Review by Jon Wilkins of "The Secret Garden of Yanagi Inn" by Amber A. Logan



A beautifully written opening chapter draws us into Amber Logan's world of Marissa Lennox - a world I’m not sure that we'd want to enter. Still grieving her mother’s death, the pain almost unbearable, Mari Lennox travels half way across the globe to Kyoto, Japan to take photographs of Yanagi Inn for a client. As she wanders about the inn and its grounds, her camera captures unusually fascinating images, which seem to uncover layers of mystery that envelope the old resort, the most enticing, overgrown, secret garden on a forbidden island. 

But then eerie weeping starts to keep Marissa awake at night. The only problem is that no one else in the inn seems to hear the sounds. Mari searches the old building, despite the warnings of the staff, to find the source of the spectral sobbing, only to discover that her own family’s history is intertwined with that of the inn, its mystical abandoned garden and the frightening enigma it shrouds.

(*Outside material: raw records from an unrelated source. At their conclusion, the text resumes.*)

//! Fire-and-forget hand-off of decoded messages to a single consumer.
//!
//! The processor submits through a [`RouterHandle`] and never waits: the
//! queue is bounded and a full queue drops the message with `RouterFull`.
//! The [`Router`] owns the receiving end and runs registered handlers one
//! at a time, in arrival order, on whatever task drives [`Router::run`].
//!
//! ```
//! use std::sync::Arc;
//! use leafnet::logger::NoopLogger;
//! use leafnet::msgpack_message;
//! use leafnet::processor::RouteContext;
//! use leafnet::router::Router;
//! use serde::{Deserialize, Serialize};
//!
//! #[derive(Debug, Serialize, Deserialize)]
//! struct Enter {
//!     room: u32,
//! }
//! msgpack_message!(Enter);
//!
//! # #[tokio::main(flavor = "current_thread")]
//! # async fn main() {
//! let (mut router, handle) = Router::new(64, Arc::new(NoopLogger));
//! router.register::<Enter, _>(|enter, _ctx| println!("enter room {}", enter.room));
//!
//! handle.submit("Enter", Box::new(Enter { room: 3 }), RouteContext::new()).unwrap();
//! drop(handle);
//! router.run().await;
//! # }
//! ```

use std::collections::HashMap;
use std::fmt;

use tokio::sync::mpsc;
use tokio::sync::mpsc::error::TrySendError;

use crate::error::{NetError, Result};
use crate::logger::SharedLogger;
use crate::processor::{AnyMessage, Message, RouteContext};

/// Default router queue capacity.
pub const DEFAULT_ROUTER_CAPACITY: usize = 10_000;

struct Call {
    name: &'static str,
    msg: Box<dyn AnyMessage>,
    ctx: RouteContext,
}

type RouteFn = Box<dyn FnMut(Box<dyn AnyMessage>, RouteContext) + Send>;

/// Submitting side of a router. Cheap to clone.
#[derive(Clone)]
pub struct RouterHandle {
    tx: mpsc::Sender<Call>,
}

impl RouterHandle {
    /// Queue `msg` for the router without waiting.
    ///
    /// # Errors
    ///
    /// - `RouterFull` if the queue is at capacity (the message is dropped)
    /// - `RouterClosed` if the router is gone
    pub fn submit(&self, name: &'static str, msg: Box<dyn AnyMessage>, ctx: RouteContext) -> Result<()> {
        self.tx
            .try_send(Call { name, msg, ctx })
            .map_err(|e| match e {
                TrySendError::Full(_) => NetError::RouterFull(name.to_string()),
                TrySendError::Closed(_) => NetError::RouterClosed,
            })
    }

    /// Whether the router has stopped receiving.
    pub fn is_closed(&self) -> bool {
        self.tx.is_closed()
    }
}

impl fmt::Debug for RouterHandle {
    fn fmt(&self, f: &mut fmt::Formatter<'_>) -> fmt::Result {
        f.debug_struct("RouterHandle")
            .field("capacity", &self.tx.capacity())
            .finish()
    }
}

/// Single-consumer executor for routed messages.
pub struct Router {
    rx: mpsc::Receiver<Call>,
    routes: HashMap<&'static str, RouteFn>,
    logger: SharedLogger,
}

impl Router {
    /// Create a router whose queue holds at most `capacity` messages.
    pub fn new(capacity: usize, logger: SharedLogger) -> (Self, RouterHandle) {
        let (tx, rx) = mpsc::channel(capacity.max(1));
        let router = Self {
            rx,
            routes: HashMap::new(),
            logger,
        };
        (router, RouterHandle { tx })
    }

    /// Run `f` for every routed `T`. Registering a type twice is fatal.
    pub fn register<T, F>(&mut self, mut f: F) -> &mut Self
    where
        T: Message,
        F: FnMut(T, RouteContext) + Send + 'static,
    {
        if self.routes.contains_key(T::NAME) {
            self.logger
                .fatal(format_args!("router: function {} is already registered", T::NAME));
        }

        let logger = self.logger.clone();
        self.routes.insert(
            T::NAME,
            Box::new(move |msg: Box<dyn AnyMessage>, ctx: RouteContext| match msg.downcast::<T>() {
                Some(msg) => f(*msg, ctx),
                None => logger.error(format_args!("router: {} carried another type", T::NAME)),
            }),
        );
        self
    }

    /// Process messages until every [`RouterHandle`] is dropped.
    pub async fn run(mut self) {
        while let Some(call) = self.rx.recv().await {
            self.dispatch(call);
        }
    }

    /// Process whatever is queued right now without waiting. Returns the
    /// number of messages handled.
    pub fn run_pending(&mut self) -> usize {
        let mut handled = 0;
        while let Ok(call) = self.rx.try_recv() {
            self.dispatch(call);
            handled += 1;
        }
        handled
    }

    fn dispatch(&mut self, call: Call) {
        match self.routes.get_mut(call.name) {
            Some(route) => route(call.msg, call.ctx),
            None => self
                .logger
                .error(format_args!("router: function {} not registered", call.name)),
        }
    }
}

#[cfg(test)]
mod tests {
    use super::*;
    use crate::logger::NoopLogger;
    use crate::processor::ProcessorBuilder;
    use serde::{Deserialize, Serialize};
    use std::sync::{Arc, Mutex};

    #[derive(Debug, PartialEq, Serialize, Deserialize)]
    struct Attack {
        target: u32,
    }
    crate::msgpack_message!(Attack);

    #[derive(Debug, PartialEq, Serialize, Deserialize)]
    struct Heal {
        amount: u32,
    }
    crate::msgpack_message!(Heal);

    fn router(capacity: usize) -> (Router, RouterHandle) {
        Router::new(capacity, Arc::new(NoopLogger))
    }

    #[tokio::test]
    async fn test_run_in_arrival_order() {
        let (mut router, handle) = router(16);
        let seen = Arc::new(Mutex::new(Vec::new()));
        router.register::<Attack, _>({
            let seen = seen.clone();
            move |attack, _| seen.lock().unwrap().push(attack.target)
        });

        for target in 0..5 {
            handle
                .submit("Attack", Box::new(Attack { target }), RouteContext::new())
                .unwrap();
        }
        drop(handle);
        router.run().await;

        assert_eq!(*seen.lock().unwrap(), vec![0, 1, 2, 3, 4]);
    }

    #[test]
    fn test_full_queue_drops() {
        let (_router, handle) = router(1);

        handle
            .submit("Attack", Box::new(Attack { target: 1 }), RouteContext::new())
            .unwrap();
        let result = handle.submit("Attack", Box::new(Attack { target: 2 }), RouteContext::new());

        assert!(matches!(result, Err(NetError::RouterFull(name)) if name == "Attack"));
    }

    #[test]
    fn test_closed_router() {
        let (router, handle) = router(4);
        drop(router);

        assert!(handle.is_closed());
        let result = handle.submit("Heal", Box::new(Heal { amount: 1 }), RouteContext::new());
        assert!(matches!(result, Err(NetError::RouterClosed)));
    }

    #[test]
    #[should_panic(expected = "router: function Heal is already registered")]
    fn test_duplicate_register_is_fatal() {
        let (mut router, _handle) = router(4);
        router.register::<Heal, _>(|_, _| {});
        router.register::<Heal, _>(|_, _| {});
    }

    #[test]
    fn test_unknown_and_mismatched_calls_skipped() {
        let (mut router, handle) = router(4);
        let healed = Arc::new(Mutex::new(0));
        router.register::<Heal, _>({
            let healed = healed.clone();
            move |heal, _| *healed.lock().unwrap() += heal.amount
        });

        handle
            .submit("Attack", Box::new(Attack { target: 1 }), RouteContext::new())
            .unwrap();
        handle
            .submit("Heal", Box::new(Attack { target: 1 }), RouteContext::new())
            .unwrap();
        handle
            .submit("Heal", Box::new(Heal { amount: 5 }), RouteContext::new())
            .unwrap();

        assert_eq!(router.run_pending(), 3);
        assert_eq!(*healed.lock().unwrap(), 5);
    }

    #[test]
    fn test_processor_hands_off_after_handler() {
        let (mut router, handle) = router(4);
        let order = Arc::new(Mutex::new(Vec::new()));

        let mut builder = ProcessorBuilder::new(Arc::new(NoopLogger));
        builder.register::<Attack>(2);
        builder.set_handler::<Attack, _>({
            let order = order.clone();
            move |attack, _| order.lock().unwrap().push(("handler", attack.target))
        });
        builder.set_router::<Attack>(handle);
        let processor = builder.build();

        router.register::<Attack, _>({
            let order = order.clone();
            move |attack, _| order.lock().unwrap().push(("router", attack.target))
        });

        let frame = processor.marshal_merged(&Attack { target: 8 }).unwrap();
        let decoded = processor.unmarshal(frame).unwrap();
        processor.route(decoded, &RouteContext::new()).unwrap();

        // Nothing ran on the router side yet: the hand-off is asynchronous.
        assert_eq!(*order.lock().unwrap(), vec![("handler", 8)]);

        router.run_pending();
        assert_eq!(*order.lock().unwrap(), vec![("handler", 8), ("router", 8)]);
    }

    #[test]
    fn test_processor_reports_full_router() {
        let (_router, handle) = router(1);

        let mut builder = ProcessorBuilder::new(Arc::new(NoopLogger));
        builder.register::<Heal>(1);
        builder.set_router::<Heal>(handle);
        let processor = builder.build();

        let frame = processor.marshal_merged(&Heal { amount: 1 }).unwrap();
        let first = processor.unmarshal(frame.clone()).unwrap();
        processor.route(first, &RouteContext::new()).unwrap();

        let second = processor.unmarshal(frame).unwrap();
        let result = processor.route(second, &RouteContext::new());
        assert!(matches!(result, Err(NetError::RouterFull(_))));
    }
}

Beautifully written and wonderfully illustrated, I recommend this to all who want to have company on a dark night as the wind and the rain sweeps against their window. At least I hope it is the rain.


About the reviewer
Jon Wilkins is 66. He is married to the gorgeous Annie with two wonderful sons. He was a teacher for twenty years, a Waterstones bookseller and coached women’s basketball for over thirty years before taking up writing seriously. Nowadays he takes notes for students with Special Needs at Leicester University. He has had a work commissioned by the UK Arts Council and several pieces published traditionally as well as on-line. He has had poems in magazines and anthologies, art galleries, studios, museums and at Huddersfield Railway Station. He loves writing poetry. For his MA, he wrote a crime novel, Utrecht Snow. He followed it up with Utrecht Rain, and is now writing a third part. He is currently writing a crime series, Poppy Knows Best, set at the end of the Great War and into the early 1920s.